Впрочем, при первом чтении основное внимание привлекают к себе гомологии, что обусловлено поразительным многообразием используемых в них материалов, к которым относятся медицина, азартные игры, землевладение, мазохизм, рабство, фотография, контракты, истерия и — последнее по очереди, но не по значению — собственно деньги. Легитимацию денег и связанных с ними проекций (трестового права, рынка фьючерсов, риторики золота) как вполне достойной темы литературной критики можно считать фирменным знаком Майклза (точно так же как упор на повествовании о путешествиях и империализме был фирменным знаком Гринблатта). Поражает то, что экономические мотивы освободились сегодня от всех (некогда неизбежных) марксистских коннотаций. Не так давно сам акт включения экономического фона, пусть и описываемого вкратце, наряду с общепринятым «интеллектуальным контекстом» (науки, религии, «мировоззрений»), в статью по литературе или критике обладал определенным политическим значением и следствиями, каково бы ни было содержание конкретной исторической интерпретации. Верно то, что «деньги» теперь уже не вполне совпадают по значению с «экономическим» в этом смысле: «Нумизматики» Жана-Жозефа Гу все еще были «вкладом» в марксистскую мысль; прорывные работы Марка Шелла о деньгах и монетах были уже намного более нейтральными; тогда как у Майклза «деньги» — это просто еще один «текст», пусть даже своего рода последний фронтир или пустыня, куда гуманитарии, не столь выносливые, как он, пока еще углубляться не готовы. Парадокс в том, что политической ставкой становится не вопрос развития североамериканского капитализма (монополий), а, как мы увидим, гораздо более современные вопросы рынка и потребления. (У Гринблатта империализм все еще остается намного более сильным политическим вопросом, но в сегодняшней ситуации наряду с марксистским радикализмом был открыт радикализм другого толка, в большей степени ориентированный на антиимпериализм, сюжеты Фуко и третий мир).

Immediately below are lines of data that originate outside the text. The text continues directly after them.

// ============================================================
// Layer 6 — Pre-trained Weights (safetensors)
// ============================================================
// Loads Hugging Face safetensors checkpoints into a CausalLm and
// writes a CausalLm back out in the same layout.
//
// Tensor names follow the source architecture, with or without
// the "transformer." prefix:
//
//   shared   wte.weight  wpe.weight  ln_f.{weight,bias}
//            h.{i}.ln_1.{weight,bias}  h.{i}.ln_2.{weight,bias}
//
//   gpt2     h.{i}.attn.c_attn.{weight,bias}   [H, 3H] fused q|k|v
//            h.{i}.attn.c_proj.{weight,bias}
//            h.{i}.mlp.c_fc.{weight,bias}
//            h.{i}.mlp.c_proj.{weight,bias}
//
//   gpt_neo  h.{i}.attn.attention.{q,k,v}_proj.weight
//            h.{i}.attn.attention.out_proj.{weight,bias}
//            h.{i}.mlp.c_fc.{weight,bias}
//            h.{i}.mlp.c_proj.{weight,bias}
//
// GPT-2 uses Conv1D modules whose weights are stored [in, out],
// the same layout as Burn's Linear. GPT-Neo uses torch nn.Linear,
// stored [out, in], so those weights are transposed on the way in
// and on the way out.
//
// The LM head is tied to wte and is never stored separately.

use anyhow::{anyhow, bail, Context, Result};
use burn::{
    module::Param,
    nn::{LayerNorm, Linear},
    prelude::*,
};
use half::{bf16, f16};
use safetensors::{tensor::TensorView, Dtype, SafeTensors};
use std::{collections::HashMap, fs, path::Path};

use crate::infra::hf_config::write_config;
use crate::ml::model::{Architecture, CausalLm, CausalLmConfig, DecoderBlock};

pub const CONFIG_FILE:  &str = "config.json";
pub const WEIGHTS_FILE: &str = "model.safetensors";

// ─── Loading ──────────────────────────────────────────────────────────────────

/// Build a model from `config` and fill it from a safetensors file.
pub fn load_model<B: Backend>(
    config: &CausalLmConfig,
    path:   &Path,
    device: &B::Device,
) -> Result<CausalLm<B>> {
    let bytes = fs::read(path)
        .with_context(|| format!("Cannot read weights '{}'", path.display()))?;
    let tensors = SafeTensors::deserialize(&bytes)
        .with_context(|| format!("'{}' is not a valid safetensors file", path.display()))?;
    let reader = WeightReader::new(&tensors);

    let mut model = config.init::<B>(device);
    assign(&mut model.token_embedding.weight, reader.read("wte.weight", device)?, "wte.weight")?;
    assign(&mut model.position_embedding.weight, reader.read("wpe.weight", device)?, "wpe.weight")?;
    load_layer_norm(&mut model.final_norm, &reader, "ln_f", device)?;

    for (i, block) in model.blocks.iter_mut().enumerate() {
        let prefix = format!("h.{i}");
        load_layer_norm(&mut block.norm1, &reader, &format!("{prefix}.ln_1"), device)?;
        load_layer_norm(&mut block.norm2, &reader, &format!("{prefix}.ln_2"), device)?;
        match config.architecture {
            Architecture::Gpt2   => load_gpt2_block(block, &reader, &prefix, config.hidden_size, device)?,
            Architecture::GptNeo => load_neo_block(block, &reader, &prefix, device)?,
        }
    }

    tracing::info!(
        "Loaded {} tensors from '{}' ({:?}, {} layers)",
        tensors.len(),
        path.display(),
        config.architecture,
        config.num_layers
    );
    Ok(model)
}

/// Read config.json and model.safetensors from a saved model directory.
#[cfg(test)]
pub fn load_pretrained<B: Backend>(dir: &Path, device: &B::Device) -> Result<(CausalLmConfig, CausalLm<B>)> {
    let config = crate::infra::hf_config::read_config(&dir.join(CONFIG_FILE))?;
    let model  = load_model(&config, &dir.join(WEIGHTS_FILE), device)?;
    Ok((config, model))
}

struct WeightReader<'a> {
    tensors: &'a SafeTensors<'a>,
    prefix:  &'static str,
}

impl<'a> WeightReader<'a> {
    fn new(tensors: &'a SafeTensors<'a>) -> Self {
        let prefixed = tensors.names().iter().any(|n| n.starts_with("transformer."));
        Self {
            tensors,
            prefix: if prefixed { "transformer." } else { "" },
        }
    }

    fn read<B: Backend, const D: usize>(&self, name: &str, device: &B::Device) -> Result<Tensor<B, D>> {
        let full = format!("{}{}", self.prefix, name);
        let view = self
            .tensors
            .tensor(&full)
            .with_context(|| format!("Weights are missing tensor '{full}'"))?;

        if view.shape().len() != D {
            bail!("Tensor '{full}' has rank {}, expected {D}", view.shape().len());
        }
        let values = decode_f32(view.dtype(), view.data())
            .with_context(|| format!("Cannot decode tensor '{full}'"))?;

        Ok(Tensor::from_data(TensorData::new(values, view.shape().to_vec()), device))
    }
}

/// Little-endian raw bytes → f32 values
fn decode_f32(dtype: Dtype, raw: &[u8]) -> Result<Vec<f32>> {
    Ok(match dtype {
        Dtype::F32 => raw
            .chunks_exact(4)
            .map(|c| f32::from_le_bytes([c[0], c[1], c[2], c[3]]))
            .collect(),
        Dtype::F16 => raw
            .chunks_exact(2)
            .map(|c| f16::from_le_bytes([c[0], c[1]]).to_f32())
            .collect(),
        Dtype::BF16 => raw
            .chunks_exact(2)
            .map(|c| bf16::from_le_bytes([c[0], c[1]]).to_f32())
            .collect(),
        other => bail!("unsupported dtype {other:?}"),
    })
}

fn assign<B: Backend, const D: usize>(
    param:  &mut Param<Tensor<B, D>>,
    tensor: Tensor<B, D>,
    name:   &str,
) -> Result<()> {
    let expected = param.val().dims();
    let found    = tensor.dims();
    if expected != found {
        bail!("Tensor '{name}' has shape {found:?}, model expects {expected:?}");
    }
    *param = Param::from_tensor(tensor);
    Ok(())
}
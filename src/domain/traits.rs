// ============================================================
// Layer 3 — Core Traits (Abstractions)
// ============================================================
// The dataset builder is written against CorpusSource rather
// than a concrete file reader, so it only needs three things
// from a source: where it lives (for the cache file name), a
// fingerprint (for cache validation) and the text itself.
//
// Implementations:
//   - TextLoader → a plain UTF-8 text file on disk

use anyhow::Result;
use std::path::Path;

use crate::domain::corpus::{Corpus, SourceFingerprint};

// ─── CorpusSource ─────────────────────────────────────────────────────────────
pub trait CorpusSource {
    /// Path of the underlying file. Cache files are placed beside it.
    fn location(&self) -> &Path;

    /// Identify the current version of the source without reading it.
    /// Fails if the source does not exist.
    fn fingerprint(&self) -> Result<SourceFingerprint>;

    /// Read the full text of the source.
    fn load(&self) -> Result<Corpus>;
}
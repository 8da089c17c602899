// ============================================================
// Layer 6 — Infrastructure Layer
// ============================================================
// Everything that touches files or the network on behalf of
// the other layers:
//
//   hub.rs             — Model resolution
//                        Local directory or Hugging Face Hub
//                        download through hf-hub's cache.
//
//   hf_config.rs       — config.json ⇄ CausalLmConfig for the
//                        gpt2 and gpt_neo model types.
//
//   weights.rs         — safetensors ⇄ CausalLm parameters,
//                        using the Hub's tensor names.
//
//   tokenizer_store.rs — Loading the pre-trained tokenizer and
//                        saving it next to fine-tuned weights.
//
//   checkpoint.rs      — checkpoint-<step>/ directories with
//                        model + optimizer records, plus
//                        rotation and resume.
//
//   metrics.rs         — metrics.csv of logged training events.

/// Local or Hub model file resolution
pub mod hub;

/// Hugging Face config.json parsing and writing
pub mod hf_config;

/// safetensors weight loading and saving
pub mod weights;

/// Tokenizer loading and saving
pub mod tokenizer_store;

/// Training checkpoints, rotation and resume
pub mod checkpoint;

/// Training metrics CSV logger
pub mod metrics;
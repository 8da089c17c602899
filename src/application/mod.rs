// ============================================================
// Layer 2 — Application / Use Cases
// ============================================================
// This layer orchestrates all the other layers to accomplish
// a specific goal (fine-tuning or generating text).
//
// Rules for this layer:
//   - No ML math or model code here
//   - No UI or printing here (that's Layer 1)
//   - No direct file parsing (that's Layer 4 and 6)
//   - Only workflow coordination
//
// Reference: Clean Architecture pattern
//            Rust Book §7 (Module System)

// The fine-tuning workflow
pub mod finetune_use_case;

// The text generation workflow
pub mod generate_use_case;
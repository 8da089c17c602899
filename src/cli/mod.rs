// ============================================================
// Layer 1 — CLI / Presentation Layer
// ============================================================
// This is the entry point for all user interaction.
// It uses the `clap` crate to parse command line arguments.
// All business logic is delegated to Layer 2 (application).
//
// Two commands are supported:
//   1. `train`    — fine-tunes a pre-trained model on a text file
//   2. `generate` — continues a prompt with a saved model
//
// The Burn backend is chosen here: WGPU, with Autodiff on top
// for training.
//
// Reference: Rust Book §7 (Modules), §12 (CLI programs)

pub mod commands;

use anyhow::Result;
use burn::backend::{wgpu::WgpuDevice, Autodiff, Wgpu};
use clap::Parser;
use commands::{Commands, GenerateArgs, TrainArgs};

use crate::application::{finetune_use_case::FinetuneUseCase, generate_use_case::GenerateUseCase};

type TrainBackend = Autodiff<Wgpu>;
type InferBackend = Wgpu;

#[derive(Parser, Debug)]
#[command(
    name = "lm-finetune",
    version,
    about = "Fine-tune a pre-trained causal language model on plain text, then sample from it."
)]
pub struct Cli {
    #[command(subcommand)]
    pub command: Commands,
}

impl Cli {
    /// Route the subcommand to its use case.
    pub fn run(self) -> Result<()> {
        match self.command {
            Commands::Train(args)    => run_train(args),
            Commands::Generate(args) => run_generate(args),
        }
    }
}

fn run_train(args: TrainArgs) -> Result<()> {
    let device = WgpuDevice::default();
    tracing::info!("Fine-tuning '{}' on '{}' (device {:?})", args.model_name, args.train_file, device);

    let use_case = FinetuneUseCase::new(args.into());
    let state = use_case.execute::<TrainBackend>(&device)?;

    match state.last_eval_loss() {
        Some(loss) => println!(
            "Training complete after {} steps. eval_loss={:.4} perplexity={:.2}",
            state.global_step, loss, loss.exp()
        ),
        None => println!("Training complete after {} steps.", state.global_step),
    }
    Ok(())
}

fn run_generate(args: GenerateArgs) -> Result<()> {
    let device = WgpuDevice::default();
    let prompt = args.prompt.clone();

    let use_case = GenerateUseCase::new(args.into());
    let continuation = use_case.execute::<InferBackend>(&device)?;

    println!("{prompt}{continuation}");
    Ok(())
}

Деньги в «Золотом стандарте» выходят на сцену в качестве скорее дополнительного материала, чем собственно вещи. Вот одна из первых формулировок механизмов, позволяющих нам переходить от одного уровня к другому (отправной точкой выступает машинальное рисование и «производство» знаков героиней «Желтых обоев» Шарлотты Перкинс Гилман):
С этой точки зрения истерическая женщина воплощает не только экономическое превосходство труда, но также связь между этим превосходством и философской проблемой личной идентичности. Экономический вопрос — как я произвожу самого себя? — и терапевтический — как остаться собой? — находят себе параллель в эпистемологическом вопросе — откуда я себя знаю? — или, говоря точнее, в том вопросе, который сформулировал Джеймс: откуда мне известно сегодня, что «Я — та же самость, которой я был вчера»? Что значит «сознание, когда оно называет актуальное эго тем же, что и прошлые, о которых оно помнит?» (GS 7, курсив мой — Ф. Д.).